# The Hidden Dresser



## Joiseygal (Sep 3, 2008)

The Hidden Dresser is a prop I made for my Demented Child's room. I gutted a dresser and left one draw so it would appear nothing was tampered with. I will have an actor move the Ouija board while waiting for an unexpected totter to approach the dresser to give them the ultimate scare! Enjoy!


----------



## Rahnefan (May 1, 2009)

Devious. I didn't see it coming.


----------



## Dixie (Feb 18, 2009)

Oh I love that idea!!! And you are right - having the bottom drawer slightly open like that really makes it appear that it's a normal dresser. Great having the Ouija board move, and then whammo! Total scare. Great prop!


----------



## Joiseygal (Sep 3, 2008)

Dixie said:


> Oh I love that idea!!! And you are right - having the bottom drawer slightly open like that really makes it appear that it's a normal dresser. Great having the Ouija board move, and then whammo! Total scare. Great prop!

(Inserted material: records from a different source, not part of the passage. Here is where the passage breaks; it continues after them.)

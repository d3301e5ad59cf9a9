//! Procedural macros for sunset-settings.
//!
//! Provides `#[derive(Schema)]`, which lists the settings fields of a struct
//! in declaration order and knows how to instantiate a fresh copy of its shape.

use proc_macro::TokenStream;

/// Schema derive implementation.
mod schema;

/// Derives `sunset_settings::Schema` for a struct of settings fields.
///
/// Every field must be a `Key<T>`, a `Bunch<S>`, a `List<E>`, or (with
/// `#[setting(flatten)]`) another type implementing `Schema`.
///
/// ```ignore
/// #[derive(Schema)]
/// struct Appearance {
///     font_size: Key<i64>,
///     main_font: Bunch<Font>,
///     #[setting(private)]
///     cache_dir: Key<String>,
///     #[setting(flatten)]
///     common: Common,
/// }
/// ```
///
/// # Attributes
///
/// - `private` - the field is never written to a settings file, and its
///   updates are not reported to the containing bunch
/// - `flatten` - splice the fields of another schema into this one
/// - `rename = "label"` - use `label` in settings files instead of the field name
#[proc_macro_derive(Schema, attributes(setting))]
pub fn derive_schema(input: TokenStream) -> TokenStream {
	schema::derive_schema(input)
}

Thank you! A friend of mine gave me this dresser because one of the dresser draws were broken. The dresser draw front panel was breaking away from the actually draw so that is what gave me the idea to keep the dresser draw panels. When I was gluing the panels to the dresser I still had one more draw left, but when I looked at it I was thinking to myself that the dresser looks more realistic with the draw still together.


----------



## IMU (Apr 8, 2009)

Very nice, gonna get a bunch with this prop!


----------



## CreeepyCathy (Mar 28, 2009)

LOVE this idea!!! totally unexpected!!! fantastic job, joiseygal... as always.


----------



## RoxyBlue (Oct 6, 2008)

Make sure the actor doesn't accidentally spell any bad words:googly:

I like how you do your videos as much as I like your props.


----------



## Spooky1 (Aug 25, 2008)

That's a cool idea. I didn't see the pop up coming.


----------



## Dark Angel 27 (Sep 11, 2008)

yep, that'll definitely get em! great idea!


----------



## Devil (Nov 10, 2008)

LOL..! I did not see that coming..!


----------



## Joiseygal (Sep 3, 2008)

Thanks everyone! It definitely seems like the people that viewed it so far didn't expect someone to pop out!  Also thanks for the nice comment about my videos Roxy!


----------



## kprimm (Mar 14, 2009)

Nice work on this, what a great way to use an old dresser. Very cool just watching the quija move on it's own. The pop up scare is a nice added treat...or trick.


----------



## remylass (Sep 18, 2008)

I think this is a very cool idea.


----------



## spideranne (Jul 17, 2006)

This falls into the simple but absolutely brilliant category. You're going to get a lot of scares with this one.


----------



## niblique71 (Dec 2, 2009)

You SOOO get halloween. That's PERFECT!!


----------



## Joiseygal (Sep 3, 2008)

Thanks so much!  I actually show the build on my vlog, so if you want to check it out than here is the link:

You can view the footage of the dresser build at 3:30 minute mark!


----------



## Denhaunt (Aug 18, 2006)

Love this!!!


----------



## fick209 (Aug 31, 2009)

I'm not sure what I was expecting to happen, but an actual actor popping out was not it. This is a great idea and a great scare! Very cool!


----------



## pensivepumpkin (Mar 27, 2011)

I got mesmerized by the movement, and then WHAM! The scare! So cool...


----------



## hauntedkimmy (May 31, 2011)

Awesome! Great scare!!! Ya got me!


----------



## scubaspook (Dec 16, 2010)

Nothings better than a live scare.


----------



## Joiseygal (Sep 3, 2008)

Thanks everyone! I love using actors and props to create a scare. Last year I used my ex husband in the torture room and he looked like he was connected to the wall with axes. When he went towards the crowd his arms remained on the wall and he came towards the crowd armless. It was a big hit, so I wanted to do something that was unexpected. I think people will not expect an actor in the dresser, so it should work!


----------



## hauntedkimmy (May 31, 2011)

Very cool axe idea!!! I might have to try something like that at ours. We have a room we just can't seem to get a concrete concept yet. That would fit!


----------



## Haunted Bayou (Feb 16, 2007)

A great prop. Well done Joiseygal


----------



## Stinky Pete (May 2, 2011)

Big points for using the ex in the torture room


----------



## trishaanne (Aug 20, 2005)

That is great Sharon. Makes me wish that I was doing a haunt this year so I could borrow this idea.


----------



## trentsketch (Jul 27, 2009)

I love it. I knew what was going to happen because you specified that you left one drawer in to throw off the ToTs, but the surprise was still great. Such a great scare. I wonder if adding a few more toys to the open drawer might get the ToTs to really stick their heads down before the lid pops off.


----------